Start of MATERIALS PROVIDED
//! Fake dynamic loader for integration tests.
//!
//! Binaries are registered by file name with the symbols they export.
//! Lifecycle entry points are plain `extern "C"` functions that append to a
//! thread-local call log; lifecycle calls run on the calling thread, so tests
//! running in parallel never see each other's calls.

#![allow(dead_code)]

use std::cell::RefCell;
use std::collections::HashMap;
use std::ffi::c_void;
use std::path::{Path, PathBuf};
use std::sync::atomic::{AtomicUsize, Ordering};
use std::sync::Arc;

use nativemod_core::ffi::ModInfo;
use nativemod_core::{BinaryDescriptor, LibraryOpener, ModloaderError, NativeLibrary, Result};
use parking_lot::Mutex;

thread_local! {
    static CALLS: RefCell<Vec<String>> = const { RefCell::new(Vec::new()) };
}

pub fn log_call(entry: impl Into<String>) {
    CALLS.with(|calls| calls.borrow_mut().push(entry.into()));
}

/// Take and clear this thread's call log.
pub fn take_calls() -> Vec<String> {
    CALLS.with(|calls| std::mem::take(&mut *calls.borrow_mut()))
}

/// What a fake binary exports.
#[derive(Clone, Default)]
pub struct FakeSpec {
    symbols: HashMap<String, usize>,
    open_error: Option<String>,
    panic_on_lookup: bool,
}

impl FakeSpec {
    pub fn new() -> Self {
        Self::default()
    }

    pub fn setup(self, f: unsafe extern "C" fn(*mut ModInfo)) -> Self {
        self.symbol("setup", f as usize)
    }

    pub fn load(self, f: unsafe extern "C" fn()) -> Self {
        self.symbol("load", f as usize)
    }

    pub fn late_load(self, f: unsafe extern "C" fn()) -> Self {
        self.symbol("late_load", f as usize)
    }

    fn symbol(mut self, name: &str, address: usize) -> Self {
        self.symbols.insert(name.to_string(), address);
        self
    }

    pub fn failing(mut self, reason: &str) -> Self {
        self.open_error = Some(reason.to_string());
        self
    }

    pub fn panicking(mut self) -> Self {
        self.panic_on_lookup = true;
        self
    }
}

#[derive(Default)]
pub struct FakeOpener {
    specs: Mutex<HashMap<String, FakeSpec>>,
    opened: AtomicUsize,
    closed: Arc<AtomicUsize>,
}

impl FakeOpener {
    pub fn new() -> Arc<Self> {
        Arc::new(Self::default())
    }

    pub fn add(&self, file_name: &str, spec: FakeSpec) {
        self.specs.lock().insert(file_name.to_string(), spec);
    }

    pub fn opened(&self) -> usize {
        self.opened.load(Ordering::SeqCst)
    }

    pub fn closed(&self) -> usize {
        self.closed.load(Ordering::SeqCst)
    }
}

impl LibraryOpener for FakeOpener {
    fn open(&self, path: &Path) -> Result<Box<dyn NativeLibrary>> {
        let name = path
            .file_name()
            .map(|n| n.to_string_lossy().into_owned())
            .unwrap_or_default();
        let spec = self.specs.lock().get(&name).cloned().unwrap_or_default();
        if let Some(reason) = spec.open_error {
            return Err(ModloaderError::LoadFailed(reason));
        }
        let handle = self.opened.fetch_add(1, Ordering::SeqCst) + 1;
        Ok(Box::new(FakeLibrary {
            handle,
            symbols: spec.symbols,
            panic_on_lookup: spec.panic_on_lookup,
            closed: Arc::clone(&self.closed),
        }))
    }
}

struct FakeLibrary {
    handle: usize,
    symbols: HashMap<String, usize>,
    panic_on_lookup: bool,
    closed: Arc<AtomicUsize>,
}

impl NativeLibrary for FakeLibrary {
    fn raw_handle(&self) -> *mut c_void {
        self.handle as *mut c_void
    }

    fn symbol(&self, name: &str) -> Option<*const c_void> {
        if self.panic_on_lookup {
            panic!("lookup of {} blew up", name);
        }
        self.symbols.get(name).map(|&address| address as *const c_void)
    }

    fn close(self: Box<Self>) -> Result<()> {
        self.closed.fetch_add(1, Ordering::SeqCst);
        Ok(())
    }
}

/// Create empty files so descriptors can be built for them.
pub fn touch(dir: &Path, names: &[&str]) -> Vec<PathBuf> {
    names
        .iter()
        .map(|name| {
            let path = dir.join(name);
            std::fs::write(&path, b"").unwrap();
            path
        })
        .collect()
}

pub fn descriptor(dir: &Path, name: &str, deps: &[&str]) -> BinaryDescriptor {
    let path = dir.join(name);
    std::fs::write(&path, b"").unwrap();
    BinaryDescriptor::with_dependencies(path, deps.iter().copied()).unwrap()
}
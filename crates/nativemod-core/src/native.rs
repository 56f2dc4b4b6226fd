//! Platform dynamic-loader seam.
//!
//! [`SystemOpener`] opens libraries through `libloading`. The loader and the
//! lifecycle invoker only see the [`LibraryOpener`] / [`NativeLibrary`]
//! traits, so symbol resolution is always "resolve or none" and closing is an
//! explicit, fallible step.

use std::ffi::{c_void, OsString};
use std::path::Path;

use libloading::Library;

use crate::error::{ModloaderError, Result};

/// An opened native library.
pub trait NativeLibrary: Send + Sync {
    /// Opaque platform handle, stable for the lifetime of the library.
    fn raw_handle(&self) -> *mut c_void;

    /// Resolve an exported symbol by name, or `None` if it is not exported.
    fn symbol(&self, name: &str) -> Option<*const c_void>;

    /// Close the library, invalidating its handle.
    fn close(self: Box<Self>) -> Result<()>;
}

/// Opens native libraries.
pub trait LibraryOpener: Send + Sync {
    fn open(&self, path: &Path) -> Result<Box<dyn NativeLibrary>>;
}

/// Opener backed by the platform dynamic loader.
#[derive(Debug, Default, Clone, Copy)]
pub struct SystemOpener;

impl LibraryOpener for SystemOpener {
    fn open(&self, path: &Path) -> Result<Box<dyn NativeLibrary>> {
        // SAFETY: opening runs the library's initializers; callers accept that
        // foreign code executes here.
        let library = unsafe { Library::new(path)? };
        Ok(Box::new(SystemLibrary::new(library)))
    }
}

/// A `libloading` library plus its raw platform handle.
pub struct SystemLibrary {
    library: Library,
    handle: usize,
}

impl SystemLibrary {
    fn new(library: Library) -> Self {
        let (library, handle) = split_raw_handle(library);
        Self { library, handle }
    }
}

#[cfg(unix)]
fn split_raw_handle(library: Library) -> (Library, usize) {
    use libloading::os::unix;
    let raw = unix::Library::from(library).into_raw();
    // SAFETY: `raw` was produced by `into_raw` just above and is not used elsewhere.
    let library = unsafe { unix::Library::from_raw(raw) };
    (library.into(), raw as usize)
}

#[cfg(windows)]
fn split_raw_handle(library: Library) -> (Library, usize) {
    use libloading::os::windows;
    let raw = windows::Library::from(library).into_raw();
    // SAFETY: `raw` was produced by `into_raw` just above and is not used elsewhere.
    let library = unsafe { windows::Library::from_raw(raw) };
    (library.into(), raw as usize)
}

impl NativeLibrary for SystemLibrary {
    fn raw_handle(&self) -> *mut c_void {
        self.handle as *mut c_void
    }

    fn symbol(&self, name: &str) -> Option<*const c_void> {
        // SAFETY: the symbol is read as an untyped address; callers cast it to
        // the entry point signature they expect.
        let symbol = unsafe { self.library.get::<*const c_void>(name.as_bytes()) }.ok()?;
        let address: *const c_void = *symbol;
        (!address.is_null()).then_some(address)
    }

    fn close(self: Box<Self>) -> Result<()> {
        self.library
            .close()
            .map_err(|e| ModloaderError::LoadFailed(e.to_string()))
    }
}

/// Name of the process-wide dynamic-library search variable.
pub const fn library_search_variable() -> &'static str {
    if cfg!(target_os = "windows") {
        "PATH"
    } else if cfg!(target_os = "macos") {
        "DYLD_LIBRARY_PATH"
    } else {
        "LD_LIBRARY_PATH"
    }
}

/// Append `path` to the library search variable using the platform separator.
pub fn append_library_search_path(path: &str) -> Result<()> {
    if path.is_empty() {
        return Err(ModloaderError::InvalidArgument(
            "library search path is empty".to_string(),
        ));
    }

    let variable = library_search_variable();
    let mut entries: Vec<OsString> = std::env::var_os(variable)
        .map(|current| std::env::split_paths(&current).map(Into::into).collect())
        .unwrap_or_default();
    entries.push(OsString::from(path));

    let joined = std::env::join_paths(entries)
        .map_err(|e| ModloaderError::InvalidArgument(e.to_string()))?;
    std::env::set_var(variable, joined);
    tracing::debug!(variable, path, "Appended library search path");
    Ok(())
}
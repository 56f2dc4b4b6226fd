//! On-disk binary descriptors.
//!
//! A [`BinaryDescriptor`] is the read-only view of one candidate library: its
//! absolute path, its display name and the library names it declares as
//! dependencies in its own metadata (`DT_NEEDED` for ELF, the import directory
//! for PE, `LC_LOAD_DYLIB` commands for Mach-O).

use std::path::{Path, PathBuf};

use goblin::mach::Mach;
use goblin::Object;
use tracing::debug;

use crate::error::{ModloaderError, Result};

/// Read-only metadata about one native binary.
#[derive(Debug, Clone, PartialEq, Eq)]
pub struct BinaryDescriptor {
    path: PathBuf,
    name: String,
    dependencies: Vec<String>,
}

impl BinaryDescriptor {
    /// Describe the binary at `path`, scanning its dependency table.
    ///
    /// Fails only if the file does not exist. An unreadable or malformed
    /// dependency section yields an empty dependency list.
    pub fn new(path: impl AsRef<Path>) -> Result<Self> {
        let path = Self::absolute_existing(path.as_ref())?;
        let dependencies = scan_dependencies(&path);
        Ok(Self::from_parts(path, dependencies))
    }

    /// Describe the binary at `path` with an externally supplied dependency list.
    ///
    /// The file must still exist; no scan is performed.
    pub fn with_dependencies<I, S>(path: impl AsRef<Path>, dependencies: I) -> Result<Self>
    where
        I: IntoIterator<Item = S>,
        S: Into<String>,
    {
        let path = Self::absolute_existing(path.as_ref())?;
        let dependencies = dependencies.into_iter().map(Into::into).collect();
        Ok(Self::from_parts(path, dependencies))
    }

    fn absolute_existing(path: &Path) -> Result<PathBuf> {
        if !path.exists() {
            return Err(ModloaderError::NotFound(path.display().to_string()));
        }
        Ok(std::path::absolute(path)?)
    }

    fn from_parts(path: PathBuf, dependencies: Vec<String>) -> Self {
        let name = path
            .file_name()
            .map(|n| n.to_string_lossy().into_owned())
            .unwrap_or_default();
        Self {
            path,
            name,
            dependencies,
        }
    }

    /// Absolute path of the binary.
    pub fn path(&self) -> &Path {
        &self.path
    }

    /// File name without directory, e.g. `libfoo.so`.
    pub fn name(&self) -> &str {
        &self.name
    }

    /// Declared dependency names in declaration order.
    pub fn dependencies(&self) -> &[String] {
        &self.dependencies
    }
}

/// Strip the final extension from a library name (`libfoo.so` -> `libfoo`).
pub fn strip_extension(name: &str) -> &str {
    match name.rfind('.') {
        Some(0) | None => name,
        Some(idx) => &name[..idx],
    }
}

#[derive(Debug, thiserror::Error)]
enum ScanError {
    #[error(transparent)]
    Io(#[from] std::io::Error),
    #[error(transparent)]
    Parse(#[from] goblin::error::Error),
}

/// Scan a binary's declared dependencies. Never fails; errors yield an empty list.
pub fn scan_dependencies(path: &Path) -> Vec<String> {
    match read_declared_dependencies(path) {
        Ok(deps) => deps,
        Err(e) => {
            debug!(path = %path.display(), error = %e, "Dependency scan failed");
            Vec::new()
        }
    }
}

fn read_declared_dependencies(path: &Path) -> std::result::Result<Vec<String>, ScanError> {
    let bytes = std::fs::read(path)?;
    let names: Vec<&str> = match Object::parse(&bytes)? {
        Object::Elf(elf) => elf.libraries,
        Object::PE(pe) => pe.libraries,
        // The first entry of `libs` is the image itself.
        Object::Mach(Mach::Binary(macho)) => macho.libs.into_iter().skip(1).collect(),
        _ => Vec::new(),
    };
    Ok(names.into_iter().map(library_file_name).collect())
}

// Mach-O install names carry a path (`@rpath/libfoo.dylib`); keep the file name.
fn library_file_name(name: &str) -> String {
    name.rsplit(['/', '\\']).next().unwrap_or(name).to_string()
}
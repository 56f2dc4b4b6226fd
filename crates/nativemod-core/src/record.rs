//! Load outcome records and the match rule used to look them up.

use std::ffi::{c_void, CString};
use std::path::{Path, PathBuf};

use chrono::{DateTime, Utc};
use once_cell::sync::OnceCell;
use serde::{Deserialize, Serialize};

use crate::binary::BinaryDescriptor;
use crate::error::Result;
use crate::native::NativeLibrary;

/// How a [`MatchQuery`] is compared against a record.
#[repr(C)]
#[derive(Debug, Clone, Copy, PartialEq, Eq, Hash, Serialize, Deserialize)]
#[serde(rename_all = "snake_case")]
pub enum MatchKind {
    /// Identifier, version string and numeric version all equal.
    Strict,
    /// Identifier equal.
    IdOnly,
    /// Identifier and version string equal.
    IdVersion,
    /// Identifier and numeric version equal.
    IdVersionLong,
    /// The record's full file path ends with the query identifier.
    ObjectName,
}

/// Lookup criteria for a record.
#[derive(Debug, Clone, Default, PartialEq, Eq)]
pub struct MatchQuery {
    pub id: String,
    pub version: String,
    pub version_long: u64,
}

impl MatchQuery {
    pub fn new(id: impl Into<String>, version: impl Into<String>, version_long: u64) -> Self {
        Self {
            id: id.into(),
            version: version.into(),
            version_long,
        }
    }

    /// Query that only carries an identifier.
    pub fn id(id: impl Into<String>) -> Self {
        Self::new(id, String::new(), 0)
    }
}

/// Language-level form of a record's state.
#[derive(Debug, Clone, PartialEq, Eq)]
pub enum LoadStatus {
    NotFound,
    Failed(String),
    Loaded(PathBuf),
}

/// C strings handed out for a record through the ABI. Rebuilt after setup.
#[derive(Debug)]
pub(crate) struct InteropStrings {
    pub id: CString,
    pub version: CString,
    pub path: CString,
}

fn c_string(value: &str) -> CString {
    // Interior NULs cannot cross the boundary; truncate at the first one.
    let bytes = value.as_bytes();
    let end = bytes.iter().position(|&b| b == 0).unwrap_or(bytes.len());
    CString::new(&bytes[..end]).unwrap_or_default()
}

/// The tracked result of attempting to load one binary.
///
/// Exactly one of {library present, failure present} holds. Dropping a record
/// never closes its library; only [`LoadOutcome::close`] does.
pub struct LoadOutcome {
    descriptor: BinaryDescriptor,
    library: Option<Box<dyn NativeLibrary>>,
    failure: Option<String>,
    identifier: String,
    version: semver::Version,
    version_long: u64,
    created_at: DateTime<Utc>,
    interop: OnceCell<InteropStrings>,
}

impl LoadOutcome {
    /// Record a successfully opened binary.
    pub fn loaded(descriptor: BinaryDescriptor, library: Box<dyn NativeLibrary>) -> Self {
        Self::with_state(descriptor, Some(library), None)
    }

    /// Record a binary that failed to open.
    pub fn failed(descriptor: BinaryDescriptor, reason: impl Into<String>) -> Self {
        Self::with_state(descriptor, None, Some(reason.into()))
    }

    fn with_state(
        descriptor: BinaryDescriptor,
        library: Option<Box<dyn NativeLibrary>>,
        failure: Option<String>,
    ) -> Self {
        Self {
            identifier: descriptor.name().to_string(),
            descriptor,
            library,
            failure,
            version: semver::Version::new(0, 0, 0),
            version_long: 0,
            created_at: Utc::now(),
            interop: OnceCell::new(),
        }
    }

    pub fn descriptor(&self) -> &BinaryDescriptor {
        &self.descriptor
    }

    pub fn path(&self) -> &Path {
        self.descriptor.path()
    }

    pub fn is_loaded(&self) -> bool {
        self.failure.is_none()
    }

    pub fn failure(&self) -> Option<&str> {
        self.failure.as_deref()
    }

    pub fn identifier(&self) -> &str {
        &self.identifier
    }

    pub fn version(&self) -> &semver::Version {
        &self.version
    }

    pub fn version_long(&self) -> u64 {
        self.version_long
    }

    pub fn created_at(&self) -> DateTime<Utc> {
        self.created_at
    }

    /// The open library, if this record still holds one.
    pub fn library(&self) -> Option<&dyn NativeLibrary> {
        self.library.as_deref()
    }

    /// Raw platform handle, or null when failed or already unloaded.
    pub fn handle(&self) -> *mut c_void {
        self.library
            .as_ref()
            .map(|lib| lib.raw_handle())
            .unwrap_or(std::ptr::null_mut())
    }

    /// Copy identity reported by a `setup` call into the record.
    ///
    /// Returns `false` when `version` did not parse; the previous semantic
    /// version is kept in that case.
    pub fn apply_setup(&mut self, identifier: String, version: &str, version_long: u64) -> bool {
        self.identifier = identifier;
        self.version_long = version_long;
        self.interop = OnceCell::new();
        match semver::Version::parse(version) {
            Ok(parsed) => {
                self.version = parsed;
                true
            }
            Err(_) => false,
        }
    }

    /// Close the native library. The handle is never reused afterwards.
    pub fn close(&mut self) -> Result<()> {
        match self.library.take() {
            Some(library) => library.close(),
            None => Ok(()),
        }
    }

    pub fn status(&self) -> LoadStatus {
        match &self.failure {
            Some(reason) => LoadStatus::Failed(reason.clone()),
            None => LoadStatus::Loaded(self.path().to_path_buf()),
        }
    }

    /// Apply the match rule for `kind`. All comparisons are ordinal.
    pub fn matches(&self, query: &MatchQuery, kind: MatchKind) -> bool {
        let id = self.identifier == query.id;
        match kind {
            MatchKind::Strict => {
                id && self.version.to_string() == query.version
                    && self.version_long == query.version_long
            }
            MatchKind::IdOnly => id,
            MatchKind::IdVersion => id && self.version.to_string() == query.version,
            MatchKind::IdVersionLong => id && self.version_long == query.version_long,
            MatchKind::ObjectName => self
                .path()
                .as_os_str()
                .to_string_lossy()
                .ends_with(query.id.as_str()),
        }
    }

    pub(crate) fn interop(&self) -> &InteropStrings {
        self.interop.get_or_init(|| InteropStrings {
            id: c_string(&self.identifier),
            version: c_string(&self.version.to_string()),
            path: c_string(&self.path().to_string_lossy()),
        })
    }

    pub fn summary(&self) -> RecordSummary {
        RecordSummary {
            identifier: self.identifier.clone(),
            version: self.version.to_string(),
            version_long: self.version_long,
            name: self.descriptor.name().to_string(),
            path: self.path().to_path_buf(),
            loaded: self.is_loaded(),
            failure: self.failure.clone(),
            dependencies: self.descriptor.dependencies().to_vec(),
            created_at: self.created_at,
        }
    }
}

impl Drop for LoadOutcome {
    fn drop(&mut self) {
        if let Some(library) = self.library.take() {
            std::mem::forget(library);
        }
    }
}

impl std::fmt::Debug for LoadOutcome {
    fn fmt(&self, f: &mut std::fmt::Formatter<'_>) -> std::fmt::Result {
        f.debug_struct("LoadOutcome")
            .field("identifier", &self.identifier)
            .field("path", &self.path())
            .field("version", &self.version.to_string())
            .field("version_long", &self.version_long)
            .field("open", &self.library.is_some())
            .field("failure", &self.failure)
            .finish()
    }
}

/// Serializable snapshot of a record.
#[derive(Debug, Clone, Serialize, Deserialize)]
pub struct RecordSummary {
    pub identifier: String,
    pub version: String,
    pub version_long: u64,
    pub name: String,
    pub path: PathBuf,
    pub loaded: bool,
    pub failure: Option<String>,
    pub dependencies: Vec<String>,
    pub created_at: DateTime<Utc>,
}
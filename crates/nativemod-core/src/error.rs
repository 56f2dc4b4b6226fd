//! Error types for the modloader core.
//!
//! Only descriptor construction and directory enumeration raise these to the
//! caller. Per-binary and per-lifecycle-call failures are recorded on the
//! affected [`LoadOutcome`](crate::record::LoadOutcome) or logged.

use std::path::PathBuf;

/// Modloader error type.
#[derive(Debug, thiserror::Error)]
pub enum ModloaderError {
    /// A binary passed to descriptor construction does not exist.
    #[error("File not found: {0}")]
    NotFound(String),

    /// A load directory exists but could not be enumerated.
    #[error("Failed to read directory {}: {source}", path.display())]
    DirectoryRead {
        path: PathBuf,
        #[source]
        source: std::io::Error,
    },

    /// The filename pattern is not a valid glob.
    #[error("Invalid filename pattern: {0}")]
    InvalidPattern(String),

    /// The platform loader refused to open a binary.
    #[error("Failed to load library: {0}")]
    LoadFailed(String),

    /// Symbol resolution failed for a reason other than absence.
    #[error("Symbol lookup failed: {0}")]
    Symbol(String),

    /// A lifecycle entry point faulted inside the call dispatch.
    #[error("Lifecycle call `{step}` faulted in {binary}: {message}")]
    LifecycleFault {
        step: &'static str,
        binary: String,
        message: String,
    },

    /// An argument crossing the ABI boundary was rejected.
    #[error("Invalid argument: {0}")]
    InvalidArgument(String),

    /// Configuration could not be read or parsed.
    #[error("Configuration error: {0}")]
    Config(String),

    #[error(transparent)]
    Io(#[from] std::io::Error),
}

/// Result type alias for convenience.
pub type Result<T> = std::result::Result<T, ModloaderError>;

impl From<toml::de::Error> for ModloaderError {
    fn from(err: toml::de::Error) -> Self {
        ModloaderError::Config(err.to_string())
    }
}

impl From<glob::PatternError> for ModloaderError {
    fn from(err: glob::PatternError) -> Self {
        ModloaderError::InvalidPattern(err.to_string())
    }
}

impl From<libloading::Error> for ModloaderError {
    fn from(err: libloading::Error) -> Self {
        ModloaderError::LoadFailed(err.to_string())
    }
}
//! Native modloader core.
//!
//! Discovers native binaries in a directory, orders them by their declared
//! dependencies, opens them, runs their optional `setup`/`load`/`late_load`
//! entry points, and exposes the resulting registry to foreign code through a
//! C ABI.

pub mod abi;
pub mod binary;
pub mod config;
pub mod error;
pub mod fault;
pub mod ffi;
pub mod lifecycle;
pub mod loader;
pub mod native;
pub mod record;
pub mod sort;
pub mod startup;

pub use abi::{AbiState, ConfigKey};
pub use binary::BinaryDescriptor;
pub use config::LoaderConfig;
pub use error::{ModloaderError, Result};
pub use ffi::{LoadPhase, LoadResult, LoadResultTag, ModInfo, ModResult, ResultArray};
pub use loader::ModLoader;
pub use native::{LibraryOpener, NativeLibrary, SystemOpener};
pub use record::{LoadOutcome, LoadStatus, MatchKind, MatchQuery, RecordSummary};
pub use startup::{Startup, StartupReport};

/// Re-exports commonly used types.
pub mod prelude {
    pub use crate::abi::{AbiState, ConfigKey};
    pub use crate::binary::BinaryDescriptor;
    pub use crate::config::{env_vars, LoaderConfig};
    pub use crate::error::{ModloaderError, Result};
    pub use crate::lifecycle::{LifecycleReport, LifecycleStats, StepOutcome};
    pub use crate::loader::{default_pattern, ModLoader};
    pub use crate::native::{LibraryOpener, NativeLibrary};
    pub use crate::record::{LoadOutcome, LoadStatus, MatchKind, MatchQuery};
    pub use crate::sort::{sort_by_dependencies, validate_dependencies};
    pub use crate::startup::{Startup, StartupReport};
}
//! Loader configuration.
//!
//! Values come from a TOML file, from `NATIVEMOD_*` environment variables, or
//! from the defaults below. The ABI layer copies the path and application id
//! strings once at startup.

use std::path::{Path, PathBuf};

use serde::{Deserialize, Serialize};

use crate::error::{ModloaderError, Result};

/// Default directory names under the root load path.
pub mod dirs {
    pub const LIBS: &str = "libs";
    pub const EARLY_MODS: &str = "early_mods";
    pub const MODS: &str = "mods";
}

/// Environment variable names.
pub mod env_vars {
    pub const ROOT: &str = "NATIVEMOD_ROOT";
    pub const MODLOADER_PATH: &str = "NATIVEMOD_MODLOADER_PATH";
    pub const SOURCE_PATH: &str = "NATIVEMOD_SOURCE_PATH";
    pub const FILES_DIR: &str = "NATIVEMOD_FILES_DIR";
    pub const EXTERNAL_DIR: &str = "NATIVEMOD_EXTERNAL_DIR";
    pub const APP_ID: &str = "NATIVEMOD_APP_ID";
    pub const PATTERN: &str = "NATIVEMOD_PATTERN";
    pub const RECURSIVE: &str = "NATIVEMOD_RECURSIVE";
    /// Set to `true` for JSON log output in the CLI.
    pub const LOG_JSON: &str = "NATIVEMOD_LOG_JSON";
}

#[derive(Debug, Clone, PartialEq, Eq, Serialize, Deserialize)]
#[serde(default)]
pub struct LoaderConfig {
    /// Directory containing the `libs`, `early_mods` and `mods` folders.
    pub root_load_path: PathBuf,
    /// Path of the modloader binary itself.
    pub modloader_path: PathBuf,
    /// Path the modloader was installed from.
    pub source_path: PathBuf,
    /// Application-private files directory.
    pub files_dir: PathBuf,
    /// Application external storage directory.
    pub external_dir: PathBuf,
    pub application_id: String,
    pub libs_dir: String,
    pub early_mods_dir: String,
    pub mods_dir: String,
    /// Filename glob for candidate binaries.
    pub pattern: String,
    pub recursive: bool,
}

impl Default for LoaderConfig {
    fn default() -> Self {
        Self {
            root_load_path: PathBuf::new(),
            modloader_path: PathBuf::new(),
            source_path: PathBuf::new(),
            files_dir: PathBuf::new(),
            external_dir: PathBuf::new(),
            application_id: String::new(),
            libs_dir: dirs::LIBS.to_string(),
            early_mods_dir: dirs::EARLY_MODS.to_string(),
            mods_dir: dirs::MODS.to_string(),
            pattern: crate::loader::default_pattern().to_string(),
            recursive: false,
        }
    }
}

impl LoaderConfig {
    pub fn new(root_load_path: impl Into<PathBuf>) -> Self {
        Self {
            root_load_path: root_load_path.into(),
            ..Default::default()
        }
    }

    pub fn with_application_id(mut self, id: impl Into<String>) -> Self {
        self.application_id = id.into();
        self
    }

    pub fn with_pattern(mut self, pattern: impl Into<String>) -> Self {
        self.pattern = pattern.into();
        self
    }

    pub fn with_recursive(mut self, recursive: bool) -> Self {
        self.recursive = recursive;
        self
    }

    /// Parse a TOML document.
    pub fn from_toml_str(s: &str) -> Result<Self> {
        Ok(toml::from_str(s)?)
    }

    /// Read a TOML file. Relative directories resolve against the file's parent.
    pub fn from_toml_file(path: &Path) -> Result<Self> {
        let text = std::fs::read_to_string(path)
            .map_err(|e| ModloaderError::Config(format!("{}: {}", path.display(), e)))?;
        let mut config = Self::from_toml_str(&text)?;
        if let Some(base) = path.parent() {
            if config.root_load_path.is_relative() {
                config.root_load_path = base.join(&config.root_load_path);
            }
        }
        Ok(config)
    }

    /// Defaults overridden by any `NATIVEMOD_*` variables that are set.
    pub fn from_env() -> Self {
        let mut config = Self::default();
        let var = |name: &str| std::env::var(name).ok().filter(|v| !v.is_empty());

        if let Some(v) = var(env_vars::ROOT) {
            config.root_load_path = v.into();
        }
        if let Some(v) = var(env_vars::MODLOADER_PATH) {
            config.modloader_path = v.into();
        }
        if let Some(v) = var(env_vars::SOURCE_PATH) {
            config.source_path = v.into();
        }
        if let Some(v) = var(env_vars::FILES_DIR) {
            config.files_dir = v.into();
        }
        if let Some(v) = var(env_vars::EXTERNAL_DIR) {
            config.external_dir = v.into();
        }
        if let Some(v) = var(env_vars::APP_ID) {
            config.application_id = v;
        }
        if let Some(v) = var(env_vars::PATTERN) {
            config.pattern = v;
        }
        if let Some(v) = var(env_vars::RECURSIVE).and_then(|v| v.parse().ok()) {
            config.recursive = v;
        }
        config
    }

    pub fn libs_path(&self) -> PathBuf {
        self.root_load_path.join(&self.libs_dir)
    }

    pub fn early_mods_path(&self) -> PathBuf {
        self.root_load_path.join(&self.early_mods_dir)
    }

    pub fn mods_path(&self) -> PathBuf {
        self.root_load_path.join(&self.mods_dir)
    }
}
End of MATERIALS PROVIDED
- _TASK DIRECTIONS_
Match on "message" and report each line of the data above that has it.

- _RESULT BELOW_
    #[error("Lifecycle call `{step}` faulted in {binary}: {message}")]
        message: String,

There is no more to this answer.